Let's Eat

How to conquer your fear of frying

There is no need to be frightened of your frying pan over Chanucah as long as you take precautions and cook sensibly


The kitchen can be a dangerous place, but never more so than during the festival of Chanucah — the culprit, fried food. Of course it can be fabulous, but it also can be fatal, not only in the preparation, but also in the eating. If your house does not burn down due to a forgotten chip pan, if you are not charging around armed with air freshener and if you haven’t visited A&E with multiple burns, the fact is, just eating too much fried food can be a heart attack waiting to happen.

But for those of you planning a Chanucah blow-out, there is some good news. Dr Duncan Dymond, consultant cardiologist at St Barts Hospital, says: “Eating latkes etc in moderation for eight days is not likely to make the difference between good and bad heart health, what is much more important is to take a long-term view. Watch your weight and blood pressure, do not smoke and take plenty of exercise”

Tradition dictates that at Chanucah, over eight days, fried food is on the menu. However, you do not want to end up in hospital, and you will not as long as you follow this guide to producing fried food “to die for” — in the metaphorical sense only.

● When frying, make sure you are suitably dressed. Wear an apron, put your hair up and perhaps even sport a bath hat or scarf — it may not look chic, but it saves on a trip to the hairdresser!

● Ensure your kitchen vent is on max, open a window or two, close your kitchen door and stock up on perfumed candles to remove any odious odours (have you ever fried fish?).

● Make sure all pets are out of the room. You do not want a cat, a dog or a budgie jumping up by your side while you are in full frying mode.

● Choose your time to fry. We suggest before the children get home from school. A child-free fry zone is best, especially if you have small children or toddlers.

● Have your oven gloves ready to hand and all your cooking utensils within arm’s reach.

● Pre-line a tray with kitchen paper — this will absorb any extra grease from the freshly fried food.

● When deciding which oil to use, remember oil does spoil; our advice is to use a good quality, fresh oil with a high smoke point, this means that the oil will get hot, but will not smoke. Therefore for deep fat frying, no need to use olive oil — vegetable or corn oil works a treat.

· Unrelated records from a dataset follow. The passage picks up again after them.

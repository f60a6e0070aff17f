use axum::{
    http::StatusCode,
    response::{IntoResponse, Response},
};
use serde::Serialize;
use thiserror::Error;

use crate::response::{ApiResponse, Meta};

#[derive(Debug, Error)]
pub enum AppError {
    #[error("Not Found")]
    NotFound,

    #[error("Bad Request {0}")]
    BadRequest(String),

    #[error("Forbidden")]
    Forbidden,

    #[error("Database error")]
    DbError(#[from] sqlx::Error),

    #[error("ORM error")]
    OrmError(#[from] sea_orm::DbErr),

    #[error("Serialization error")]
    SerdeError(#[from] serde_json::Error),

    #[error("Internal Server Error")]
    Internal(#[from] anyhow::Error),
}

#[derive(Serialize)]
struct ErrorData {
    error: String,
}

impl IntoResponse for AppError {
    fn into_response(self) -> Response {
        let (status, message) = match &self {
            AppError::NotFound => (StatusCode::NOT_FOUND, self.to_string()),
            AppError::BadRequest(_) => (StatusCode::BAD_REQUEST, self.to_string()),
            AppError::Forbidden => (StatusCode::FORBIDDEN, self.to_string()),
            AppError::DbError(_) => (StatusCode::INTERNAL_SERVER_ERROR, self.to_string()),
            AppError::OrmError(_) => (StatusCode::INTERNAL_SERVER_ERROR, self.to_string()),
            AppError::SerdeError(_) => (StatusCode::INTERNAL_SERVER_ERROR, self.to_string()),
            AppError::Internal(_) => (StatusCode::INTERNAL_SERVER_ERROR, self.to_string()),
        };

        let body = ApiResponse {
            message,
            data: Some(ErrorData {
                error: self.to_string(),
            }),
            meta: Some(Meta::empty()),
        };

        (status, axum::Json(body)).into_response()
    }
}

pub type AppResult<T> = Result<T, AppError>;
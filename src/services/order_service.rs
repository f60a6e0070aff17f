use chrono::Utc;
use sea_orm::sea_query::Expr;
use sea_orm::{ActiveModelTrait, ColumnTrait, EntityTrait, QueryFilter, QueryOrder, Set};
use uuid::Uuid;

use crate::{
    audit::log_audit,
    dto::orders::{
        ClearArchivedRequest, ClearedArchived, OrderBoard, OrderList, UpdateOrderStatusRequest,
    },
    entity::{
        orders::{ActiveModel as OrderActive, Column as OrderCol, Entity as Orders, Model as OrderModel},
        shops::{Column as ShopCol, Entity as Shops},
    },
    error::{AppError, AppResult},
    lifecycle::{self, OrderStatus},
    middleware::auth::AuthUser,
    models::{FileRecord, Order},
    response::{ApiResponse, Meta},
    routes::params::{BoardQuery, OrderListQuery},
    services::shop_service,
    state::AppState,
    sync::{DashboardSnapshot, ShopOrderCount},
};

pub async fn list_orders(
    state: &AppState,
    user: &AuthUser,
    query: OrderListQuery,
) -> AppResult<ApiResponse<OrderList>> {
    let shop_ids = owned_shop_ids(state, user).await?;
    if let Some(shop_id) = query.shop_id {
        if !shop_ids.contains(&shop_id) {
            return Err(AppError::NotFound);
        }
    }

    let mut orders = fetch_orders(state, &shop_ids).await?;
    if let Some(view) = query.view {
        orders = lifecycle::filter_view(orders, view);
    }
    let orders = lifecycle::filter_shop(orders, query.shop_id);

    let total = orders.len() as i64;
    Ok(ApiResponse::success(
        "Ok",
        OrderList { items: orders },
        Some(Meta::new(1, total, total)),
    ))
}

pub async fn board(
    state: &AppState,
    user: &AuthUser,
    query: BoardQuery,
) -> AppResult<ApiResponse<OrderBoard>> {
    let shop_ids = owned_shop_ids(state, user).await?;
    if let Some(shop_id) = query.shop_id {
        if !shop_ids.contains(&shop_id) {
            return Err(AppError::NotFound);
        }
    }

    let orders = fetch_orders(state, &shop_ids).await?;
    let board = OrderBoard {
        pending: lifecycle::bucket(&orders, OrderStatus::Pending, query.shop_id),
        processing: lifecycle::bucket(&orders, OrderStatus::Processing, query.shop_id),
        completed: lifecycle::bucket(&orders, OrderStatus::Completed, query.shop_id),
        archived: lifecycle::bucket(&orders, OrderStatus::Archived, query.shop_id),
    };

    Ok(ApiResponse::success("Ok", board, Some(Meta::empty())))
}

pub async fn update_status(
    state: &AppState,
    user: &AuthUser,
    id: Uuid,
    payload: UpdateOrderStatusRequest,
) -> AppResult<ApiResponse<Order>> {
    let order = find_owned_order(state, user, id).await?;

    let from = OrderStatus::from_db(&order.status)?;
    let effect = lifecycle::advance(from, payload.status)?;

    // One atomic row update; concurrent owner sessions race and the last
    // write wins. No version check.
    let mut active: OrderActive = order.into();
    active.status = Set(payload.status.as_str().to_string());
    if effect.sets_completed_at {
        active.completed_at = Set(Some(Utc::now().into()));
    }
    let order = active.update(&state.orm).await?;

    if let Err(err) = log_audit(
        &state.pool,
        Some(user.user_id),
        "order_status_changed",
        Some("orders"),
        Some(serde_json::json!({ "order_id": order.id, "status": order.status })),
    )
    .await
    {
        tracing::warn!(error = %err, "audit log failed");
    }

    state.changes.orders_changed(Some(user.user_id));

    let message = if payload.status == OrderStatus::Completed {
        "Order completed"
    } else {
        "Status updated"
    };
    Ok(ApiResponse::success(
        message,
        order_from_entity(order)?,
        Some(Meta::empty()),
    ))
}

/// Soft-delete shortcut: collapse the order straight to `archived`, from
/// any status. Afterwards it is indistinguishable from one that was
/// archived normally.
pub async fn delete_order(
    state: &AppState,
    user: &AuthUser,
    id: Uuid,
) -> AppResult<ApiResponse<Order>> {
    let order = find_owned_order(state, user, id).await?;

    let mut active: OrderActive = order.into();
    active.status = Set(OrderStatus::Archived.as_str().to_string());
    let order = active.update(&state.orm).await?;

    if let Err(err) = log_audit(
        &state.pool,
        Some(user.user_id),
        "order_deleted",
        Some("orders"),
        Some(serde_json::json!({ "order_id": order.id })),
    )
    .await
    {
        tracing::warn!(error = %err, "audit log failed");
    }

    state.changes.orders_changed(Some(user.user_id));

    Ok(ApiResponse::success(
        "Order deleted",
        order_from_entity(order)?,
        Some(Meta::empty()),
    ))
}

/// Flag every archived order as deleted, leaving `status` untouched. The
/// rows stay behind as an audit trail but disappear from every view.
pub async fn clear_archived(
    state: &AppState,
    user: &AuthUser,
    payload: ClearArchivedRequest,
) -> AppResult<ApiResponse<ClearedArchived>> {
    let shop_ids = owned_shop_ids(state, user).await?;
    let scope = match payload.shop_id {
        Some(shop_id) => {
            if !shop_ids.contains(&shop_id) {
                return Err(AppError::NotFound);
            }
            vec![shop_id]
        }
        None => shop_ids,
    };

    if scope.is_empty() {
        return Err(AppError::BadRequest(
            "No archived orders to clear".to_string(),
        ));
    }

    let result = Orders::update_many()
        .col_expr(OrderCol::Deleted, Expr::value(true))
        .filter(OrderCol::ShopId.is_in(scope))
        .filter(OrderCol::Status.eq(OrderStatus::Archived.as_str()))
        .filter(OrderCol::Deleted.eq(false))
        .exec(&state.orm)
        .await?;

    if result.rows_affected == 0 {
        return Err(AppError::BadRequest(
            "No archived orders to clear".to_string(),
        ));
    }

    if let Err(err) = log_audit(
        &state.pool,
        Some(user.user_id),
        "archived_cleared",
        Some("orders"),
        Some(serde_json::json!({ "cleared": result.rows_affected })),
    )
    .await
    {
        tracing::warn!(error = %err, "audit log failed");
    }

    state.changes.orders_changed(Some(user.user_id));

    Ok(ApiResponse::success(
        format!("Cleared {} archived order(s)", result.rows_affected),
        ClearedArchived {
            cleared: result.rows_affected,
        },
        Some(Meta::empty()),
    ))
}

/// Everything one dashboard needs, rebuilt from scratch. The owned-shop
/// set is re-read every time, so the order query follows shop changes.
pub async fn snapshot(state: &AppState, user: &AuthUser) -> AppResult<DashboardSnapshot> {
    let shops: Vec<_> = Shops::find()
        .filter(ShopCol::OwnerId.eq(user.user_id))
        .order_by_asc(ShopCol::CreatedAt)
        .all(&state.orm)
        .await?;

    let shop_ids: Vec<Uuid> = shops.iter().map(|s| s.id).collect();
    let orders = fetch_orders(state, &shop_ids).await?;
    let counts = shop_ids
        .iter()
        .map(|&shop_id| ShopOrderCount {
            shop_id,
            orders: lifecycle::shop_count(&orders, shop_id),
        })
        .collect();

    Ok(DashboardSnapshot {
        shops: shops
            .into_iter()
            .map(shop_service::shop_from_entity)
            .collect(),
        orders,
        counts,
    })
}

async fn owned_shop_ids(state: &AppState, user: &AuthUser) -> AppResult<Vec<Uuid>> {
    let shops = Shops::find()
        .filter(ShopCol::OwnerId.eq(user.user_id))
        .all(&state.orm)
        .await?;
    Ok(shops.into_iter().map(|s| s.id).collect())
}

/// Orders of the given shops, newest first. Cleared orders are dropped
/// after the fetch, the same place the dashboard would drop them.
async fn fetch_orders(state: &AppState, shop_ids: &[Uuid]) -> AppResult<Vec<Order>> {
    if shop_ids.is_empty() {
        return Ok(Vec::new());
    }

    let orders = Orders::find()
        .filter(OrderCol::ShopId.is_in(shop_ids.to_vec()))
        .order_by_desc(OrderCol::CreatedAt)
        .all(&state.orm)
        .await?
        .into_iter()
        .map(order_from_entity)
        .collect::<AppResult<Vec<Order>>>()?;

    Ok(lifecycle::visible(orders))
}

async fn find_owned_order(
    state: &AppState,
    user: &AuthUser,
    id: Uuid,
) -> AppResult<OrderModel> {
    let order = Orders::find_by_id(id).one(&state.orm).await?;
    let order = match order {
        Some(o) => o,
        None => return Err(AppError::NotFound),
    };

    // Ownership runs through the shop.
    shop_service::find_owned_shop(state, user, order.shop_id).await?;
    Ok(order)
}

pub fn order_from_entity(model: OrderModel) -> AppResult<Order> {
    let files: Vec<FileRecord> = serde_json::from_value(model.files)?;
    Ok(Order {
        id: model.id,
        shop_id: model.shop_id,
        order_number: model.order_number,
        files,
        status: OrderStatus::from_db(&model.status)?,
        deleted: model.deleted,
        completed_at: model.completed_at.map(|dt| dt.with_timezone(&Utc)),
        created_at: model.created_at.with_timezone(&Utc),
    })
}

● Never re-use the oil — it has already begun to break down and will contain undesired trans-fat compounds, which are banned in some countries due to carcinogenic properties. Another reason to always use fresh oil is that you do not want to taste the remnants of the food you were frying in the first batch of food.

● When coating chicken or other foods, before frying, place on a wire rack for at least 20 minutes to allow the coating to set.

● Before frying, remove any extra moisture from your food by patting it dry with kitchen paper — this will reduce splattering.

● If you have a deep fat frying thermometer, the best temperature for frying is 350˚F to 375˚F, otherwise you can check your oil is hot enough by testing with a small piece of bread. If it browns in 60 seconds, then you are ready to go.

● Lower your food gently into the hot oil using long-armed tongs. Keep them pointing downwards to reduce splattering when removing the tongs from the oil.

● Do not overcrowd the frying pan as it lowers the temperature of the oil.

● When removing food from hot oil, you need to take care, stand back and use a long handled slotted spoon to shake off excess oil, then place on the ready lined tray.

● Do not touch the oil until it is completely cold, then dispose in your green bin. Remember, never ever put the oil down your sink, you will end up with a very expensive call-out charge to unblock your drains.

● Oil and water do not mix. If you pour water on hot oil the mixture will explode.

● If the oil does smoke or catches fire, cover with a pan lid or use a fire extinguisher but be sure that a) you have one and b) you know how to use it!

So now you have the tips at your fingers and to protect these, never get confused when frying by putting on your marigolds — always and only your oven gloves.

Have a wonderful, safe Chanucah with your family and friends feasting on fabulous fried food.